Records to process:
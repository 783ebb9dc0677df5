//! Shared fixtures: a scripted decoder and an in-memory client stream

#![allow(dead_code)]

use std::io::{self, Cursor, Read, Write};
use std::path::{Path, PathBuf};
use std::sync::{Arc, Mutex};

use asr_relay::{load_working_set, Decoder, DecoderError, Hypothesis, WorkingSet};

/// Engine calls in the order they were made
#[derive(Debug, Clone, PartialEq, Eq)]
pub enum Call {
    Start(Option<String>),
    Process { samples: usize, full: bool },
    End,
    Hypothesis,
    Update(String),
}

/// Decoder whose hypothesis describes what it was fed:
/// `"<model> heard <n> samples"`
pub struct FakeDecoder {
    pub calls: Arc<Mutex<Vec<Call>>>,
    working_set: WorkingSet<String>,
    installed: Option<String>,
    open: bool,
    uttid: Option<String>,
    samples: usize,
    next_uttid: u64,
    /// Report partial hypotheses while an utterance is open
    pub partial: bool,
    /// Fail every `process_raw` call
    pub fail_process: bool,
    pub score: i32,
}

impl FakeDecoder {
    pub fn new() -> Self {
        Self {
            calls: Arc::new(Mutex::new(Vec::new())),
            working_set: WorkingSet::new(),
            installed: None,
            open: false,
            uttid: None,
            samples: 0,
            next_uttid: 0,
            partial: false,
            fail_process: false,
            score: -3_000_000,
        }
    }

    /// Decoder with `names` loaded and the first one active
    pub fn with_grammars(names: &[&str]) -> Self {
        let mut decoder = Self::new();
        let paths: Vec<PathBuf> = names.iter().map(PathBuf::from).collect();
        load_working_set(&mut decoder, &paths).unwrap();
        decoder.calls.lock().unwrap().clear();
        decoder
    }

    pub fn calls(&self) -> Vec<Call> {
        self.calls.lock().unwrap().clone()
    }

    pub fn is_open(&self) -> bool {
        self.open
    }

    fn record(&self, call: Call) {
        self.calls.lock().unwrap().push(call);
    }
}

impl Decoder for FakeDecoder {
    type Model = String;

    fn read_model(&self, path: &Path) -> Result<String, DecoderError> {
        let name = path.to_string_lossy();
        if name.contains("missing") {
            return Err(DecoderError::ModelNotFound(name.into_owned()));
        }
        Ok(format!("lm:{}", name))
    }

    fn start_utterance(&mut self, uttid: Option<&str>) -> Result<String, DecoderError> {
        self.record(Call::Start(uttid.map(str::to_string)));
        if self.open {
            return Err(DecoderError::UtteranceActive);
        }
        if self.installed.is_none() {
            return Err(DecoderError::EmptyWorkingSet);
        }

        let id = uttid
            .map(str::to_string)
            .unwrap_or_else(|| format!("{:09}", self.next_uttid));
        self.next_uttid += 1;
        self.open = true;
        self.samples = 0;
        self.uttid = Some(id.clone());
        Ok(id)
    }

    fn process_raw(&mut self, samples: &[i16], full: bool) -> Result<usize, DecoderError> {
        self.record(Call::Process {
            samples: samples.len(),
            full,
        });
        if !self.open {
            return Err(DecoderError::NoUtterance);
        }
        if self.fail_process {
            return Err(DecoderError::Decode("scripted failure".to_string()));
        }
        self.samples += samples.len();
        Ok(samples.len())
    }

    fn end_utterance(&mut self) -> Result<(), DecoderError> {
        self.record(Call::End);
        if !self.open {
            return Err(DecoderError::NoUtterance);
        }
        self.open = false;
        Ok(())
    }

    fn hypothesis(&mut self) -> Result<Option<Hypothesis>, DecoderError> {
        self.record(Call::Hypothesis);
        if (self.open && !self.partial) || self.samples == 0 {
            return Ok(None);
        }
        let (Some(model), Some(uttid)) = (self.installed.clone(), self.uttid.clone()) else {
            return Ok(None);
        };

        Ok(Some(Hypothesis {
            text: format!("{} heard {} samples", model, self.samples),
            score: self.score,
            uttid,
        }))
    }

    fn working_set(&self) -> &WorkingSet<String> {
        &self.working_set
    }

    fn working_set_mut(&mut self) -> &mut WorkingSet<String> {
        &mut self.working_set
    }

    fn update_working_set(&mut self) -> Result<(), DecoderError> {
        let active = self
            .working_set
            .active()
            .ok_or(DecoderError::EmptyWorkingSet)?
            .model
            .clone();
        self.record(Call::Update(active.clone()));
        self.installed = Some(active);
        Ok(())
    }
}

/// Client bytes in, server bytes out
pub struct MockStream {
    input: Cursor<Vec<u8>>,
    pub output: Vec<u8>,
}

impl MockStream {
    pub fn new(input: Vec<u8>) -> Self {
        Self {
            input: Cursor::new(input),
            output: Vec::new(),
        }
    }

    pub fn consumed(&self) -> u64 {
        self.input.position()
    }
}

impl Read for MockStream {
    fn read(&mut self, buf: &mut [u8]) -> io::Result<usize> {
        self.input.read(buf)
    }
}

impl Write for MockStream {
    fn write(&mut self, buf: &[u8]) -> io::Result<usize> {
        self.output.write(buf)
    }

    fn flush(&mut self) -> io::Result<()> {
        Ok(())
    }
}

/// 16 kHz PCM16 test tone
pub fn tone(samples: usize) -> Vec<i16> {
    (0..samples)
        .map(|i| ((i as f32 * 0.2).sin() * 8000.0) as i16)
        .collect()
}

Task goal:
Reproduce the whole listing without changing anything.

Expected answer:
repository 783ebb9dc0677df5
//! Shared fixtures: a scripted decoder and an in-memory client stream

#![allow(dead_code)]

use std::io::{self, Cursor, Read, Write};
use std::path::{Path, PathBuf};
use std::sync::{Arc, Mutex};

use asr_relay::{load_working_set, Decoder, DecoderError, Hypothesis, WorkingSet};

/// Engine calls in the order they were made
#[derive(Debug, Clone, PartialEq, Eq)]
pub enum Call {
    Start(Option<String>),
    Process { samples: usize, full: bool },
    End,
    Hypothesis,
    Update(String),
}

/// Decoder whose hypothesis describes what it was fed:
/// `"<model> heard <n> samples"`
pub struct FakeDecoder {
    pub calls: Arc<Mutex<Vec<Call>>>,
    working_set: WorkingSet<String>,
    installed: Option<String>,
    open: bool,
    uttid: Option<String>,
    samples: usize,
    next_uttid: u64,
    /// Report partial hypotheses while an utterance is open
    pub partial: bool,
    /// Fail every `process_raw` call
    pub fail_process: bool,
    pub score: i32,
}

impl FakeDecoder {
    pub fn new() -> Self {
        Self {
            calls: Arc::new(Mutex::new(Vec::new())),
            working_set: WorkingSet::new(),
            installed: None,
            open: false,
            uttid: None,
            samples: 0,
            next_uttid: 0,
            partial: false,
            fail_process: false,
            score: -3_000_000,
        }
    }

    /// Decoder with `names` loaded and the first one active
    pub fn with_grammars(names: &[&str]) -> Self {
        let mut decoder = Self::new();
        let paths: Vec<PathBuf> = names.iter().map(PathBuf::from).collect();
        load_working_set(&mut decoder, &paths).unwrap();
        decoder.calls.lock().unwrap().clear();
        decoder
    }

    pub fn calls(&self) -> Vec<Call> {
        self.calls.lock().unwrap().clone()
    }

    pub fn is_open(&self) -> bool {
        self.open
    }

    fn record(&self, call: Call) {
        self.calls.lock().unwrap().push(call);
    }
}

impl Decoder for FakeDecoder {
    type Model = String;

    fn read_model(&self, path: &Path) -> Result<String, DecoderError> {
        let name = path.to_string_lossy();
        if name.contains("missing") {
            return Err(DecoderError::ModelNotFound(name.into_owned()));
        }
        Ok(format!("lm:{}", name))
    }

    fn start_utterance(&mut self, uttid: Option<&str>) -> Result<String, DecoderError> {
        self.record(Call::Start(uttid.map(str::to_string)));
        if self.open {
            return Err(DecoderError::UtteranceActive);
        }
        if self.installed.is_none() {
            return Err(DecoderError::EmptyWorkingSet);
        }

        let id = uttid
            .map(str::to_string)
            .unwrap_or_else(|| format!("{:09}", self.next_uttid));
        self.next_uttid += 1;
        self.open = true;
        self.samples = 0;
        self.uttid = Some(id.clone());
        Ok(id)
    }

    fn process_raw(&mut self, samples: &[i16], full: bool) -> Result<usize, DecoderError> {
        self.record(Call::Process {
            samples: samples.len(),
            full,
        });
        if !self.open {
            return Err(DecoderError::NoUtterance);
        }
        if self.fail_process {
            return Err(DecoderError::Decode("scripted failure".to_string()));
        }
        self.samples += samples.len();
        Ok(samples.len())
    }

    fn end_utterance(&mut self) -> Result<(), DecoderError> {
        self.record(Call::End);
        if !self.open {
            return Err(DecoderError::NoUtterance);
        }
        self.open = false;
        Ok(())
    }

    fn hypothesis(&mut self) -> Result<Option<Hypothesis>, DecoderError> {
        self.record(Call::Hypothesis);
        if (self.open && !self.partial) || self.samples == 0 {
            return Ok(None);
        }
        let (Some(model), Some(uttid)) = (self.installed.clone(), self.uttid.clone()) else {
            return Ok(None);
        };

        Ok(Some(Hypothesis {
            text: format!("{} heard {} samples", model, self.samples),
            score: self.score,
            uttid,
        }))
    }

    fn working_set(&self) -> &WorkingSet<String> {
        &self.working_set
    }

    fn working_set_mut(&mut self) -> &mut WorkingSet<String> {
        &mut self.working_set
    }

    fn update_working_set(&mut self) -> Result<(), DecoderError> {
        let active = self
            .working_set
            .active()
            .ok_or(DecoderError::EmptyWorkingSet)?
            .model
            .clone();
        self.record(Call::Update(active.clone()));
        self.installed = Some(active);
        Ok(())
    }
}

/// Client bytes in, server bytes out
pub struct MockStream {
    input: Cursor<Vec<u8>>,
    pub output: Vec<u8>,
}

impl MockStream {
    pub fn new(input: Vec<u8>) -> Self {
        Self {
            input: Cursor::new(input),
            output: Vec::new(),
        }
    }

    pub fn consumed(&self) -> u64 {
        self.input.position()
    }
}

impl Read for MockStream {
    fn read(&mut self, buf: &mut [u8]) -> io::Result<usize> {
        self.input.read(buf)
    }
}

impl Write for MockStream {
    fn write(&mut self, buf: &[u8]) -> io::Result<usize> {
        self.output.write(buf)
    }

    fn flush(&mut self) -> io::Result<()> {
        Ok(())
    }
}

/// 16 kHz PCM16 test tone
pub fn tone(samples: usize) -> Vec<i16> {
    (0..samples)
        .map(|i| ((i as f32 * 0.2).sin() * 8000.0) as i16)
        .collect()
}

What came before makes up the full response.